*Data shown*.

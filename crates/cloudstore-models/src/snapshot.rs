//! Versioned binary snapshots of documents.
//!
//! A snapshot persists one document for later restoration, with the `entries`
//! array split out of the document text and written entry-by-entry so a large
//! listing never has to be re-serialized as one giant string. Two containers
//! share the payload layout: `CSNP` holds it raw, `CSNZ` wraps it in zstd
//! with the uncompressed size declared up front.
//!
//! Payload layout (after magic):
//!
//! ```text
//! version        u8
//! document       length-prefixed JSON text, `entries` removed
//! entry_count    signed varint; -1 means no entries field
//! entries        entry_count length-prefixed JSON texts
//! ```
//!
//! Decoding is safe on untrusted input: every length is bounded by the
//! constants in [`limits`](crate::limits) before allocation.

use std::io::Read;

use crate::document::{value_kind, Document, Value};
use crate::error::{DecodeError, EncodeError};
use crate::limits::{
    FORMAT_VERSION, MAGIC_COMPRESSED, MAGIC_UNCOMPRESSED, MAX_DOCUMENT_TEXT, MAX_ENTRY_COUNT,
    MAX_ENTRY_TEXT, MAX_SNAPSHOT_SIZE, MAX_VARINT_BYTES, MIN_FORMAT_VERSION,
};
use crate::model::Model;
use crate::pagination::FIELD_ENTRIES;

// =============================================================================
// DECODING
// =============================================================================

/// Decodes a snapshot back into a document.
///
/// Handles both compressed (`CSNZ`) and uncompressed (`CSNP`) containers.
pub fn decode(input: &[u8]) -> Result<Document, DecodeError> {
    if input.len() < 4 {
        return Err(DecodeError::UnexpectedEof { context: "magic" });
    }
    if &input[0..4] == MAGIC_COMPRESSED {
        let decompressed = decompress_zstd(&input[4..])?;
        decode_uncompressed(&decompressed)
    } else if &input[0..4] == MAGIC_UNCOMPRESSED {
        decode_uncompressed(input)
    } else {
        let mut found = [0u8; 4];
        found.copy_from_slice(&input[0..4]);
        Err(DecodeError::InvalidMagic { found })
    }
}

/// Decodes and rebuilds a typed model in one step.
pub fn restore_model<M: Model>(input: &[u8]) -> Result<M, DecodeError> {
    Ok(M::from_document(decode(input)?))
}

fn decode_uncompressed(input: &[u8]) -> Result<Document, DecodeError> {
    let mut reader = Reader::new(input);

    let magic = reader.read_bytes(4, "magic")?;
    if magic != MAGIC_UNCOMPRESSED {
        let mut found = [0u8; 4];
        found.copy_from_slice(magic);
        return Err(DecodeError::InvalidMagic { found });
    }

    let version = reader.read_byte("version")?;
    if version < MIN_FORMAT_VERSION || version > FORMAT_VERSION {
        return Err(DecodeError::UnsupportedVersion { version });
    }

    let text = reader.read_string(MAX_DOCUMENT_TEXT, "document")?;
    let mut doc = Document::parse(&text).map_err(|err| DecodeError::MalformedJson {
        context: "document",
        message: err.to_string(),
    })?;

    // A negative count means the document carried no entries field at all;
    // zero would instead restore an explicit empty array.
    let count = reader.read_signed_varint("entry_count")?;
    if count >= 0 {
        let count = count as usize;
        if count > MAX_ENTRY_COUNT {
            return Err(DecodeError::LengthExceedsLimit {
                field: "entry_count",
                len: count,
                max: MAX_ENTRY_COUNT,
            });
        }
        let mut entries = Vec::with_capacity(count.min(4096));
        for _ in 0..count {
            let entry_text = reader.read_string(MAX_ENTRY_TEXT, "entry")?;
            let entry: Value =
                serde_json::from_str(&entry_text).map_err(|err| DecodeError::MalformedJson {
                    context: "entry",
                    message: err.to_string(),
                })?;
            entries.push(entry);
        }
        doc.set(FIELD_ENTRIES, Value::Array(entries));
    }

    if !reader.is_empty() {
        return Err(DecodeError::TrailingBytes {
            remaining: reader.remaining_len(),
        });
    }

    Ok(doc)
}

fn decompress_zstd(compressed: &[u8]) -> Result<Vec<u8>, DecodeError> {
    let mut reader = Reader::new(compressed);
    let declared_size = reader.read_varint("uncompressed_size")? as usize;

    if declared_size > MAX_SNAPSHOT_SIZE {
        return Err(DecodeError::LengthExceedsLimit {
            field: "uncompressed_size",
            len: declared_size,
            max: MAX_SNAPSHOT_SIZE,
        });
    }

    let mut decoder = zstd::Decoder::new(reader.remaining())
        .map_err(|e| DecodeError::DecompressionFailed(e.to_string()))?;

    let mut decompressed = Vec::with_capacity(declared_size);
    decoder
        .read_to_end(&mut decompressed)
        .map_err(|e| DecodeError::DecompressionFailed(e.to_string()))?;

    if decompressed.len() != declared_size {
        return Err(DecodeError::UncompressedSizeMismatch {
            declared: declared_size,
            actual: decompressed.len(),
        });
    }

    Ok(decompressed)
}

// =============================================================================
// ENCODING
// =============================================================================

/// Encodes a document as an uncompressed snapshot.
pub fn encode(doc: &Document) -> Result<Vec<u8>, EncodeError> {
    let mut stripped = doc.clone();
    let entries = stripped.remove(FIELD_ENTRIES);

    let text = stripped.serialize();
    if text.len() > MAX_DOCUMENT_TEXT {
        return Err(EncodeError::LengthExceedsLimit {
            field: "document",
            len: text.len(),
            max: MAX_DOCUMENT_TEXT,
        });
    }

    let mut writer = Writer::with_capacity(16 + text.len());
    writer.write_bytes(MAGIC_UNCOMPRESSED);
    writer.write_byte(FORMAT_VERSION);
    writer.write_string(&text);

    match entries {
        Some(Value::Array(items)) if !items.is_empty() => {
            if items.len() > MAX_ENTRY_COUNT {
                return Err(EncodeError::LengthExceedsLimit {
                    field: "entry_count",
                    len: items.len(),
                    max: MAX_ENTRY_COUNT,
                });
            }
            writer.write_signed_varint(items.len() as i64);
            for item in &items {
                // Serializing an in-memory JSON value cannot fail.
                let entry_text = serde_json::to_string(item).unwrap();
                if entry_text.len() > MAX_ENTRY_TEXT {
                    return Err(EncodeError::LengthExceedsLimit {
                        field: "entry",
                        len: entry_text.len(),
                        max: MAX_ENTRY_TEXT,
                    });
                }
                writer.write_string(&entry_text);
            }
        }
        // Absent, explicit null, and empty all collapse to the sentinel.
        None | Some(Value::Null) | Some(Value::Array(_)) => {
            writer.write_signed_varint(-1);
        }
        Some(other) => {
            return Err(EncodeError::EntriesNotArray {
                found: value_kind(&other),
            });
        }
    }

    Ok(writer.into_bytes())
}

/// Encodes a document as a zstd-compressed snapshot.
pub fn encode_compressed(doc: &Document, level: i32) -> Result<Vec<u8>, EncodeError> {
    let uncompressed = encode(doc)?;

    let compressed = zstd::encode_all(uncompressed.as_slice(), level)
        .map_err(|e| EncodeError::CompressionFailed(e.to_string()))?;

    let mut writer = Writer::with_capacity(4 + MAX_VARINT_BYTES + compressed.len());
    writer.write_bytes(MAGIC_COMPRESSED);
    writer.write_varint(uncompressed.len() as u64);
    writer.write_bytes(&compressed);

    Ok(writer.into_bytes())
}

/// Encodes a typed model's backing document in one step.
pub fn snapshot_model<M: Model>(model: &M) -> Result<Vec<u8>, EncodeError> {
    encode(model.document())
}

// =============================================================================
// PRIMITIVES
// =============================================================================

/// Reader for decoding binary data.
///
/// Wraps a byte slice and provides methods for reading primitives with
/// bounds checking and error handling.
#[derive(Debug, Clone)]
pub struct Reader<'a> {
    data: &'a [u8],
    pos: usize,
}

impl<'a> Reader<'a> {
    /// Creates a new reader from a byte slice.
    pub fn new(data: &'a [u8]) -> Self {
        Self { data, pos: 0 }
    }

    /// Returns the remaining bytes.
    pub fn remaining(&self) -> &'a [u8] {
        &self.data[self.pos..]
    }

    /// Returns the number of remaining bytes.
    pub fn remaining_len(&self) -> usize {
        self.data.len() - self.pos
    }

    /// Returns true if all data has been consumed.
    pub fn is_empty(&self) -> bool {
        self.pos >= self.data.len()
    }

    /// Reads a single byte.
    #[inline]
    pub fn read_byte(&mut self, context: &'static str) -> Result<u8, DecodeError> {
        if self.pos >= self.data.len() {
            return Err(DecodeError::UnexpectedEof { context });
        }
        let byte = self.data[self.pos];
        self.pos += 1;
        Ok(byte)
    }

    /// Reads exactly n bytes.
    #[inline]
    pub fn read_bytes(&mut self, n: usize, context: &'static str) -> Result<&'a [u8], DecodeError> {
        if self.pos + n > self.data.len() {
            return Err(DecodeError::UnexpectedEof { context });
        }
        let bytes = &self.data[self.pos..self.pos + n];
        self.pos += n;
        Ok(bytes)
    }

    /// Reads an unsigned varint (LEB128).
    #[inline]
    pub fn read_varint(&mut self, context: &'static str) -> Result<u64, DecodeError> {
        let mut result: u64 = 0;
        let mut shift = 0;

        for i in 0..MAX_VARINT_BYTES {
            let byte = self.read_byte(context)?;
            let value = (byte & 0x7F) as u64;

            if shift >= 64 || (shift == 63 && value > 1) {
                return Err(DecodeError::VarintOverflow);
            }

            result |= value << shift;

            if byte & 0x80 == 0 {
                return Ok(result);
            }
            shift += 7;

            if i == MAX_VARINT_BYTES - 1 {
                return Err(DecodeError::VarintTooLong);
            }
        }

        Err(DecodeError::VarintTooLong)
    }

    /// Reads a signed varint (zigzag encoded).
    pub fn read_signed_varint(&mut self, context: &'static str) -> Result<i64, DecodeError> {
        let unsigned = self.read_varint(context)?;
        Ok(zigzag_decode(unsigned))
    }

    /// Reads a length-prefixed UTF-8 string.
    #[inline]
    pub fn read_string(
        &mut self,
        max_len: usize,
        field: &'static str,
    ) -> Result<String, DecodeError> {
        let len = self.read_varint(field)? as usize;
        if len > max_len {
            return Err(DecodeError::LengthExceedsLimit {
                field,
                len,
                max: max_len,
            });
        }
        let bytes = self.read_bytes(len, field)?;
        std::str::from_utf8(bytes)
            .map(|s| s.to_string())
            .map_err(|_| DecodeError::InvalidUtf8 { field })
    }
}

/// Writer for encoding binary data.
#[derive(Debug, Clone, Default)]
pub struct Writer {
    buf: Vec<u8>,
}

impl Writer {
    /// Creates a new writer.
    pub fn new() -> Self {
        Self { buf: Vec::new() }
    }

    /// Creates a new writer with capacity.
    pub fn with_capacity(capacity: usize) -> Self {
        Self {
            buf: Vec::with_capacity(capacity),
        }
    }

    /// Returns the written bytes.
    pub fn into_bytes(self) -> Vec<u8> {
        self.buf
    }

    /// Returns a reference to the written bytes.
    pub fn as_bytes(&self) -> &[u8] {
        &self.buf
    }

    /// Writes a single byte.
    #[inline]
    pub fn write_byte(&mut self, byte: u8) {
        self.buf.push(byte);
    }

    /// Writes raw bytes.
    #[inline]
    pub fn write_bytes(&mut self, bytes: &[u8]) {
        self.buf.extend_from_slice(bytes);
    }

    /// Writes an unsigned varint (LEB128).
    #[inline]
    pub fn write_varint(&mut self, mut value: u64) {
        let mut buf = [0u8; MAX_VARINT_BYTES];
        let mut len = 0;
        loop {
            let mut byte = (value & 0x7F) as u8;
            value >>= 7;
            if value != 0 {
                byte |= 0x80;
            }
            buf[len] = byte;
            len += 1;
            if value == 0 {
                break;
            }
        }
        self.buf.extend_from_slice(&buf[..len]);
    }

    /// Writes a signed varint (zigzag encoded).
    pub fn write_signed_varint(&mut self, value: i64) {
        self.write_varint(zigzag_encode(value));
    }

    /// Writes a length-prefixed UTF-8 string.
    pub fn write_string(&mut self, s: &str) {
        self.write_varint(s.len() as u64);
        self.buf.extend_from_slice(s.as_bytes());
    }
}

/// Encodes a signed integer using zigzag encoding.
///
/// Maps negative numbers to odd positive numbers:
/// 0 -> 0, -1 -> 1, 1 -> 2, -2 -> 3, 2 -> 4, ...
#[inline]
pub fn zigzag_encode(n: i64) -> u64 {
    ((n << 1) ^ (n >> 63)) as u64
}

/// Decodes a zigzag-encoded unsigned integer back to signed.
#[inline]
pub fn zigzag_decode(n: u64) -> i64 {
    ((n >> 1) as i64) ^ (-((n & 1) as i64))
}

*What you have to do*.
Out of the data above, set down the lines from the one with "pub fn read_byte(&mut" to the one with "shift += 7;", both included, exactly as written and with no additions.

*Response*.
    pub fn read_byte(&mut self, context: &'static str) -> Result<u8, DecodeError> {
        if self.pos >= self.data.len() {
            return Err(DecodeError::UnexpectedEof { context });
        }
        let byte = self.data[self.pos];
        self.pos += 1;
        Ok(byte)
    }

    /// Reads exactly n bytes.
    #[inline]
    pub fn read_bytes(&mut self, n: usize, context: &'static str) -> Result<&'a [u8], DecodeError> {
        if self.pos + n > self.data.len() {
            return Err(DecodeError::UnexpectedEof { context });
        }
        let bytes = &self.data[self.pos..self.pos + n];
        self.pos += n;
        Ok(bytes)
    }

    /// Reads an unsigned varint (LEB128).
    #[inline]
    pub fn read_varint(&mut self, context: &'static str) -> Result<u64, DecodeError> {
        let mut result: u64 = 0;
        let mut shift = 0;

        for i in 0..MAX_VARINT_BYTES {
            let byte = self.read_byte(context)?;
            let value = (byte & 0x7F) as u64;

            if shift >= 64 || (shift == 63 && value > 1) {
                return Err(DecodeError::VarintOverflow);
            }

            result |= value << shift;

            if byte & 0x80 == 0 {
                return Ok(result);
            }
            shift += 7;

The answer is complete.